Э. Дега. Танцевальный класс. 1874. Музей Орсе. Париж
Следует обратить внимание на органично выстроенные движения рук, складывающихся в стройный рисунок, согласованный в каждом движении, что еще раз подтверждает факт: Дега тщательно продумывал картину, создавая ее действительно как конструкцию. Но она – конструкция – производит эмоциональное воздействие, не оставляя нас равнодушными. Мы реагируем на красные вставки, похожие на алые вспышки. Не случайно педагог облачен в красную рубашку, которая поддерживается красной накидкой и красными бантами. Они создают ощущение праздника, ожидания какого-то необыкновенного события, которым живут балерины, собравшиеся в классе. Не случайно яркое сочетание красного с голубым бантом создано для контраста. И не просто так изображены сидящие и наблюдающие родственницы учениц – вся картина наполняется внутренними диалогами, шорохами, постукиваниями. Происходящее на полотне может, таким образом, рассказать об атмосфере, царившей в танцевальном зале. А учитель – многое повидавший – просто стоит и наблюдает за всей происходящей суетой до того момента, пока не настанет время продолжить репетицию, тогда он прикрикнет или властно стукнет палкой об пол, призывая всех к порядку.

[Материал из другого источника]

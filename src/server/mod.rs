//! HTTP server for the prediction gateway.
//!
//! Exposes `POST /api/predict`, which relays prediction requests to the
//! configured backends through [`PredictionForwarder`], plus `GET /health`
//! and `GET /stats`.
//!
//! Features:
//! - Sequential failover across candidate backends
//! - JSONL access logging with size-based rotation (configurable via `max_access_log_bytes`)
//! - Permissive CORS so the dashboard can call the route from a browser
//! - Structured logging via [`tracing`]

pub mod handlers;
pub mod logging;
pub mod types;

pub use handlers::{health_handler, predict_handler, stats_handler, MAX_BODY_BYTES};
pub use logging::{PredictOutcome, RecordEvent, UsageMetrics};
pub use types::{
    EndpointStats, ErrorResponse, HealthResponse, RequestStats, ServerConfig, StatsResponse,
};

use std::net::SocketAddr;
use std::sync::Arc;
use std::time::Instant;

use eyre::{Result, WrapErr};
use tracing::info;

use crate::upstream::{resolve_candidate_bases, PredictionForwarder};

// ---------------------------------------------------------------------------
// Server state
// ---------------------------------------------------------------------------

pub struct ServerState {
    pub config: ServerConfig,
    pub forwarder: PredictionForwarder,
    pub start_time: Instant,
    pub usage: UsageMetrics,
}

impl ServerState {
    pub fn new(config: ServerConfig) -> Self {
        let bases = resolve_candidate_bases(
            config.backend_url.as_deref(),
            &config.default_backend_url,
        );
        Self::with_forwarder(config, PredictionForwarder::with_bases(bases))
    }

    /// Build state around an existing forwarder (e.g. one with more than two candidates).
    pub fn with_forwarder(config: ServerConfig, forwarder: PredictionForwarder) -> Self {
        let usage = UsageMetrics::new(&config.access_log_path, config.max_access_log_bytes);
        Self {
            config,
            forwarder,
            start_time: Instant::now(),
            usage,
        }
    }
}

// ---------------------------------------------------------------------------
// HTTP server
// ---------------------------------------------------------------------------

/// Router with every gateway route and layer attached.
pub fn router(state: Arc<ServerState>) -> axum::Router {
    use axum::{
        extract::DefaultBodyLimit,
        routing::{get, post},
        Router,
    };
    use tower_http::cors::{Any, CorsLayer};

    // CORS layer — allow any origin so the dashboard can call the route directly
    let cors = CorsLayer::new()
        .allow_origin(Any)
        .allow_methods(Any)
        .allow_headers(Any);

    Router::new()
        .route("/health", get(handlers::health_handler))
        .route("/stats", get(handlers::stats_handler))
        .route("/api/predict", post(handlers::predict_handler))
        .layer(cors)
        .layer(DefaultBodyLimit::max(MAX_BODY_BYTES))
        .with_state(state)
}

/// Run the HTTP server (blocking)
pub async fn run_server(config: ServerConfig) -> Result<()> {
    let bind_addr = config.bind_addr;
    let access_log = config.access_log_path.clone();
    let state = Arc::new(ServerState::new(config));
    let app = router(state.clone());

    let listener = tokio::net::TcpListener::bind(bind_addr)
        .await
        .wrap_err_with(|| format!("Failed to bind {}", bind_addr))?;
    info!(bind = %bind_addr, "healthgate server listening");
    info!("Endpoints: GET /health, GET /stats, POST /api/predict");
    for (idx, base) in state.forwarder.bases().iter().enumerate() {
        info!(priority = idx + 1, base = %base, "prediction backend candidate");
    }
    info!(access_log = %access_log);

    // Graceful shutdown on SIGTERM/SIGINT
    axum::serve(
        listener,
        app.into_make_service_with_connect_info::<SocketAddr>(),
    )
    .with_graceful_shutdown(shutdown_signal())
    .await?;
    Ok(())
}

async fn shutdown_signal() {
    let ctrl_c = tokio::signal::ctrl_c();
    #[cfg(unix)]
    let sigterm_recv = async {
        match tokio::signal::unix::signal(tokio::signal::unix::SignalKind::terminate()) {
            Ok(mut sigterm) => {
                sigterm.recv().await;
            }
            Err(e) => {
                tracing::warn!(error = %e, "failed to install SIGTERM handler");
                std::future::pending::<()>().await;
            }
        }
    };
    #[cfg(not(unix))]
    let sigterm_recv = std::future::pending::<()>();

    tokio::select! {
        _ = ctrl_c => info!("received SIGINT, shutting down gracefully"),
        _ = sigterm_recv => info!("received SIGTERM, shutting down gracefully"),
    }
}

#[cfg(test)]
mod tests {
    use super::*;
    use crate::upstream::DEFAULT_BACKEND_URL;

    #[test]
    fn test_health_response_serialization() {
        let response = HealthResponse {
            status: "ok".to_string(),
            version: "0.1.0".to_string(),
            uptime_seconds: 100,
            upstreams: vec![DEFAULT_BACKEND_URL.to_string()],
        };

        let json = serde_json::to_string(&response).unwrap();
        assert!(json.contains("\"status\":\"ok\""));
        assert!(json.contains("onrender.com"));
    }

    #[test]
    fn test_stats_response_serialization() {
        let response = StatsResponse {
            uptime_seconds: 3600,
            requests: RequestStats {
                predict_total: 100,
                forwarded: 90,
                upstream_failures: 8,
                bad_requests: 2,
            },
            endpoints: EndpointStats {
                predict: 100,
                health: 12,
                stats: 3,
            },
        };

        let json = serde_json::to_string(&response).unwrap();
        assert!(json.contains("\"predict_total\":100"));
        assert!(json.contains("\"upstream_failures\":8"));
        assert!(json.contains("\"predict\":100"));
    }

    #[test]
    fn test_server_config_default_uses_fallback_backend() {
        let config = ServerConfig::default();
        assert!(config.backend_url.is_none());
        assert_eq!(config.default_backend_url, DEFAULT_BACKEND_URL);
    }

    #[test]
    fn test_from_env_backend_aliases() {
        // Every env mutation lives in this one test so no other test observes it.
        let saved: Vec<(&str, Option<String>)> = crate::upstream::BACKEND_URL_ENV_VARS
            .iter()
            .map(|name| (*name, std::env::var(name).ok()))
            .collect();

        std::env::remove_var("API_URL");
        std::env::remove_var("NEXT_PUBLIC_API_URL");
        assert!(ServerConfig::from_env().backend_url.is_none());

        std::env::set_var("NEXT_PUBLIC_API_URL", "http://public:8000/api/predict");
        assert_eq!(
            ServerConfig::from_env().backend_url.as_deref(),
            Some("http://public:8000/api/predict")
        );

        std::env::set_var("API_URL", "http://private:9000/");
        let config = ServerConfig::from_env();
        assert_eq!(config.backend_url.as_deref(), Some("http://private:9000/"));

        let tmpdir = tempfile::tempdir().expect("failed to create temp dir");
        let state = ServerState::new(ServerConfig {
            access_log_path: tmpdir.path().join("a.jsonl").to_string_lossy().to_string(),
            ..config
        });
        assert_eq!(
            state.forwarder.bases(),
            &[
                "http://private:9000".to_string(),
                DEFAULT_BACKEND_URL.to_string()
            ]
        );

        // A blank API_URL falls through to the second name.
        std::env::set_var("API_URL", "   ");
        assert_eq!(
            ServerConfig::from_env().backend_url.as_deref(),
            Some("http://public:8000/api/predict")
        );

        for (name, value) in saved {
            match value {
                Some(v) => std::env::set_var(name, v),
                None => std::env::remove_var(name),
            }
        }
    }

    #[test]
    fn test_state_orders_configured_backend_first() {
        let tmpdir = tempfile::tempdir().expect("failed to create temp dir");
        let config = ServerConfig {
            backend_url: Some("http://localhost:8000/api/predict/".to_string()),
            access_log_path: tmpdir.path().join("a.jsonl").to_string_lossy().to_string(),
            ..Default::default()
        };
        let state = ServerState::new(config);
        assert_eq!(
            state.forwarder.bases(),
            &[
                "http://localhost:8000".to_string(),
                DEFAULT_BACKEND_URL.to_string()
            ]
        );
    }
}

И таких сцен в танцевальных классах у Дега создана целая серия. Любая их интерпретация, разумеется, субъективна. При этом можно опираться на впечатления, основанные на внимательном прочтении всех подробностей, изображенных на картине, стараясь не упустить ни одной детали, привлекая свой житейский и интеллектуальный опыт и при этом, естественно, владея элементарными основами понимания законов визуального языка, композиции и цвета. Это позволит в какой-то мере приблизиться к осознанию того, что выражал в своих работах Дега.
Дело в том, что художник никогда до конца не может постичь, что он выражает в своей работе. В абсолютном смысле это объяснить невозможно. Он даже может оказаться провидцем, сам того не подозревая. В качестве примера можно вспомнить работу того же Дали – «Мягкая конструкция с вареными бобами» («Предчувствие гражданской войны»). Или «Купание красного коня» Петрова-Водкина. Все это говорит о том, что художник, как говорил Окуджава,, «как слышит, так и пишет». Он что-то, конечно, продумывает, но до конца не может полностью отдать себе отчет в том, каким будет результат. И вообще, он не обязан объяснять то, что создал. Это дело зрителя, интерпретатора и каждого смотрящего («красота в глазах смотрящего», как сказала Маргарет Волф Хангерфорд в своем романе «Молли Бэун»). Каждый, например, для себя должен объяснять его творчество с позиции определенного понимания, определенного знания и отношения с искусством.
Писателей и журналистов, которые пытались описать его искусство, Эдгар не переносил. Когда английский писатель и поэт Джордж Мур решил написать статью о Дега, тот возмутился: «Оставьте меня в покое! Вы пришли, чтобы пересчитать рубашки в моем гардеробе?» – «Нет, мсье, ради вашего искусства. Я попытаюсь рассказать о нем» – «Мое искусство! Что же вы собираетесь рассказать? Вы в состоянии объяснить достоинства картины тому, кто никогда ее не видел? А? Я могу найти самые верные, самые точные слова, чтобы растолковать, чего я хочу. Я говорил об искусстве с умнейшими людьми, и они ничего не поняли!.. Тем, кто понимает, слова не нужны. Вы говорите: «Гм!» или «О!» – и этим сказано все. Таково мое мнение… Я думаю, литература только мешает художникам. Вы заражаете художника тщеславием, вы прививаете ему любовь к суете, и это – всё. Вы ни на йоту не улучшили общественный вкус… Несмотря на вашу писанину, он никогда не был так низок, как сейчас. Разве нет? Вы даже не помогаете нам продавать нашу живопись. Человек покупает картину не потому, что прочел статью в газете, а потому, что его приятель, который, по его мнению, кое-что понимает в искусстве, скажет, что картина эта через десять лет будет стоить вдвое дороже, чем теперь… Ведь так?»